Rita Florea shared her story in December of 2022.

In April 2022, I was diagnosed with non-small cell adenocarcinoma lung cancer. The oncologist offered me chemotherapy and immunotherapy. She said they could give me an infusion at the same time as chemo that would help manage the nausea — for three days at a time — and that the chemotherapy might buy me two more years. I didn’t think that sounded good at all. Two more years of stress and anxiety, of not being able to breathe? 

I told my doctor, “I don’t want any of those things.” I told her I wanted to explore the possibility of accessing California’s End of Life Option Act when the time came. She replied that without chemo, about 50% of patients die within 10 months. 

For most of my life, my bucket has been overflowing with the good stuff — good family, good friends, good career, good fortune and good hobbies, including my lifelong dedication to speaking Spanish, my tai chi practice, my photography and extensive travels. 

So when I got my diagnosis, I put together an email to my loved ones with a haiku to go with my photography: “Our time on this earth / A mere drop in the bucket / Yet each drop precious.” I let everyone know about my condition, and that I want my celebration of life while I’m still around. I asked them to fill my life with happy distractions from the everyday: calls, cards, letters, even over-the-phone cocktails. And they delivered! It’s been a beautiful time of my life. Everyone should have this opportunity instead of having people talk about them after they’re gone. I feel like the most loved person on the planet. 

I often think about two scenes from the documentary film How to Die in Oregon. It follows two patients: one, an older gentleman, takes his medication, lies down on a cot next to his window with a beautiful view, and starts singing, “Glory, glory hallelujah.” The other is a woman suffering from cancer whose last words are, “Oh, this is so peaceful.” Who wouldn’t want to die like that? I want to spend my last moments in my home of 46 years surrounded by loved ones, and medical aid in dying will allow me to do that.

Unfortunately, my path to getting a prescription for a peaceful death proved quite challenging. The first oncologist referred me to an integrative M.D. who would come to my home and, if I were deemed within six months of dying, would return 48 hours later to confirm my wishes. His charge for these two visits? $4,000. Not knowing another route, I agreed. 

I asked the integrative doctor what symptoms would define a six-month prognosis, but he remained vague. Despite pressing for clarification from him and my oncologist on what to expect in the coming months, the consistent reply was “diminishing overall.” I was never offered any information about what stage my cancer was in. After five months as their patient, I was told that I would be within six months of death when I “could no longer take care of myself.”  
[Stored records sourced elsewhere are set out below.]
//! Reconciliation job payloads.
//!
//! The `context` field of each payload is a deterministic id for whatever
//! triggered the job. It doubles as the queue job id, so redundant triggers
//! (the same order revalidated by several unrelated events) collapse into at
//! most one pending job per context. Contexts must be distinctive enough not
//! to wrongfully drop work, but not so distinctive that duplicate work slips
//! through.

use alloy::primitives::{Address, B256, U256};
use serde::{Deserialize, Serialize};

use crate::{OrderId, OrderKind, Side, TokenSetId, TriggerKind};

/// What triggered a reconciliation job.
#[derive(Debug, Clone, PartialEq, Eq, Serialize, Deserialize)]
pub struct Trigger {
	pub kind: TriggerKind,
	pub tx_hash: Option<B256>,
	pub tx_timestamp: Option<u64>,
	pub log_index: Option<u64>,
	pub batch_index: Option<u64>,
}

impl Trigger {
	pub fn new(kind: TriggerKind) -> Self {
		Self {
			kind,
			tx_hash: None,
			tx_timestamp: None,
			log_index: None,
			batch_index: None,
		}
	}
}

/// Payload of the by-id reconciler queue.
///
/// When `id` is set the job recomputes the caches of every token covered by
/// that order's token set. Alternatively `token_set_id` + `side` support
/// revalidation flows that have no specific order to check against.
#[derive(Debug, Clone, Serialize, Deserialize)]
pub struct OrderInfo {
	pub context: String,
	pub trigger: Trigger,
	pub id: Option<OrderId>,
	pub token_set_id: Option<TokenSetId>,
	pub side: Option<Side>,
}

impl OrderInfo {
	pub fn for_order(context: impl Into<String>, id: OrderId, trigger: Trigger) -> Self {
		Self {
			context: context.into(),
			trigger,
			id: Some(id),
			token_set_id: None,
			side: None,
		}
	}
}

/// The mutation a maker-wide reconciliation reacts to.
#[derive(Debug, Clone, Serialize, Deserialize)]
#[serde(tag = "kind", rename_all = "kebab-case")]
pub enum MakerUpdate {
	/// The maker's fungible balance in `contract` changed; recheck buy-side
	/// fillability.
	BuyBalance { contract: Address },
	/// The maker's fungible approval may have changed. ERC-20 allowances are
	/// not fully trackable off-chain (spending reduces the allowance without
	/// an `Approval` event), so this triggers an on-chain refetch scoped to
	/// either an explicit operator or every conduit of an order kind.
	BuyApproval {
		contract: Address,
		operator: Option<Address>,
		order_kind: Option<OrderKind>,
	},
	/// The maker's balance of one NFT changed; recheck sell-side fillability.
	SellBalance { contract: Address, token_id: U256 },
	/// The maker's NFT approval for `operator` flipped.
	SellApproval {
		contract: Address,
		operator: Address,
		approved: bool,
	},
	/// Master-nonce bump: cancel all open orders with `nonce < min_nonce`.
	/// `side == None` means the bump applies across both sides.
	NonceCancel {
		order_kind: OrderKind,
		min_nonce: U256,
		side: Option<Side>,
	},
	/// Specific nonces were invalidated.
	Nonces {
		order_kind: OrderKind,
		nonces: Vec<U256>,
	},
}

/// Payload of the maker-wide reconciler queue.
#[derive(Debug, Clone, Serialize, Deserialize)]
pub struct MakerInfo {
	pub context: String,
	pub maker: Address,
	pub trigger: Trigger,
	pub data: MakerUpdate,
}

/// Best-effort bookkeeping for newly minted tokens.
#[derive(Debug, Clone, PartialEq, Eq, Serialize, Deserialize)]
pub struct MintInfo {
	pub contract: Address,
	pub token_id: U256,
}
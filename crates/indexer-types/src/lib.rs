//! Canonical types for the NFT order indexing core.
//!
//! Every marketplace protocol is normalized into the order, event and cache
//! models defined here. The rest of the workspace only ever speaks these
//! types; protocol-specific payloads survive solely as opaque `raw_data`.

pub mod events;
pub mod jobs;
pub mod onchain;
pub mod order;
pub mod ordering;
pub mod token_set;

pub use events::*;
pub use jobs::*;
pub use onchain::*;
pub use order::*;
pub use ordering::*;
pub use token_set::*;

pub use alloy::primitives::{keccak256, Address, Bytes, B256, U256};

/// Deterministic order identifier (keccak of protocol tag + immutable fields).
pub type OrderId = B256;
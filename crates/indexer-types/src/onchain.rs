//! Raw chain input and the aggregated per-batch output bundle.

use alloy::primitives::{Address, Bytes, B256};
use serde::{Deserialize, Serialize};

use crate::{
	BulkCancelEvent, CancelEvent, EventOrigin, FillEvent, FtTransferEvent, MakerInfo, MintInfo,
	NftApprovalEvent, NftTransferEvent, NonceCancelEvent, OrderInfo, OrderKind,
};

/// An undecoded chain log as delivered by the log-fetch collaborator.
#[derive(Debug, Clone, Serialize, Deserialize)]
pub struct RawLog {
	pub address: Address,
	pub topics: Vec<B256>,
	pub data: Bytes,
}

/// A raw log enriched with its on-chain position and block context.
#[derive(Debug, Clone, Serialize, Deserialize)]
pub struct EnhancedLog {
	pub log: RawLog,
	pub origin: EventOrigin,
}

impl EnhancedLog {
	pub fn topic0(&self) -> Option<B256> {
		self.log.topics.first().copied()
	}
}

/// A raw order payload bound for a protocol adapter, together with ingestion
/// metadata. The payload stays opaque until the adapter deserializes it.
#[derive(Debug, Clone, Serialize, Deserialize)]
pub struct OrderPayload {
	pub kind: OrderKind,
	pub data: serde_json::Value,
	pub metadata: OrderMetadata,
}

#[derive(Debug, Clone, Default, Serialize, Deserialize)]
pub struct OrderMetadata {
	/// Attribution source (marketplace frontend domain), when known.
	pub source: Option<String>,
}

/// Everything the protocol handlers produced for one unit of work (all logs
/// of a transaction range), merged into a single bundle for the persistence
/// pipeline. Plain accumulation; no cross-protocol logic lives here.
#[derive(Debug, Clone, Default)]
pub struct OnChainData {
	pub fill_events: Vec<FillEvent>,
	pub cancel_events: Vec<CancelEvent>,
	pub bulk_cancel_events: Vec<BulkCancelEvent>,
	pub nonce_cancel_events: Vec<NonceCancelEvent>,
	pub nft_approval_events: Vec<NftApprovalEvent>,
	pub nft_transfer_events: Vec<NftTransferEvent>,
	pub ft_transfer_events: Vec<FtTransferEvent>,

	/// Raw orders recovered from chain activity, bound for the adapters.
	pub orders: Vec<OrderPayload>,
	/// By-id reconciliation triggers.
	pub order_infos: Vec<OrderInfo>,
	/// Maker-wide reconciliation triggers.
	pub maker_infos: Vec<MakerInfo>,
	/// Best-effort mint bookkeeping.
	pub mint_infos: Vec<MintInfo>,
}

impl OnChainData {
	pub fn new() -> Self {
		Self::default()
	}

	/// Folds another bundle into this one.
	pub fn merge(&mut self, other: OnChainData) {
		self.fill_events.extend(other.fill_events);
		self.cancel_events.extend(other.cancel_events);
		self.bulk_cancel_events.extend(other.bulk_cancel_events);
		self.nonce_cancel_events.extend(other.nonce_cancel_events);
		self.nft_approval_events.extend(other.nft_approval_events);
		self.nft_transfer_events.extend(other.nft_transfer_events);
		self.ft_transfer_events.extend(other.ft_transfer_events);
		self.orders.extend(other.orders);
		self.order_infos.extend(other.order_infos);
		self.maker_infos.extend(other.maker_infos);
		self.mint_infos.extend(other.mint_infos);
	}

	pub fn is_empty(&self) -> bool {
		self.fill_events.is_empty()
			&& self.cancel_events.is_empty()
			&& self.bulk_cancel_events.is_empty()
			&& self.nonce_cancel_events.is_empty()
			&& self.nft_approval_events.is_empty()
			&& self.nft_transfer_events.is_empty()
			&& self.ft_transfer_events.is_empty()
			&& self.orders.is_empty()
			&& self.order_infos.is_empty()
			&& self.maker_infos.is_empty()
			&& self.mint_infos.is_empty()
	}
}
Meanwhile, my cousin, who is a doctor and attended my oncology appointments via phone, suggested I have a chest X-ray to see if there was any excess fluid that could be drained to help my declining respiratory system. At my next oncology appointment, my file still hadn’t been updated with the radiology report. That was the final straw. I knew I needed a new doctor, and in October 2022, I found one at UCSD Moores Cancer Center. 

By our third appointment, my new oncologist had examined the X-ray images, drained the excess fluid in my lungs and identified my cancer as stage 4. She was willing to certify that I qualified for the End of Life Option Act. 

“Wow,” I thought. “This means that she believes I have less than six months to live.” Thankfully, in contrast to the information I had been given by my other doctors, my prognosis was based on criteria other than whether I could “take care of myself.” 

Now there was no time to lose: I still needed to find a second doctor who confirmed my terminal diagnosis in order to receive an aid-in-dying prescription. UCSD referred me to a hospice that works with the End of Life Option Act (not all do), but after a week dealing with a totally disorganized hospice phone system and never hearing from the physician, I started looking at other options. Luckily, I had a referral from my integrative doctor to a hospice service, which I now contacted. 

What a difference your healthcare team makes in determining how you’ll spend your last days! It was such a relief when this hospice doctor said he’d be happy to help care for me and confirm my terminal diagnosis, and that there would be no charge for his services; they were covered by hospice. 

Less than two weeks after enrolling, I received my prescription and the medication was delivered to my home. Although the medication cost me more than $700, it was worth it for the peace of mind I now have. 

Currently, my breathing has diminished to the point that I struggle to speak, which is a challenge since there’s not much more you want to do at the end of your life than reminisce with friends and family. During the day, I’m always cold. Still, I’m fully able to care for myself, carry on with my life and welcome throngs of visitors. I spend time sitting on my patio in the sun, book in hand — one of my favorite things to do.

Having the medication in hand means that now I have control and there’s no more anxiety about how I will die. I tell my friends, “Be happy for me, not sad.” To quote one of my favorite buttons in my button collection, “If you like sleep, you’ll love death.” That’s my philosophy, along with one I’ve adopted from The Brilliant Life of Eudora Honeysett by Annie Lyons: my life, my death, my way.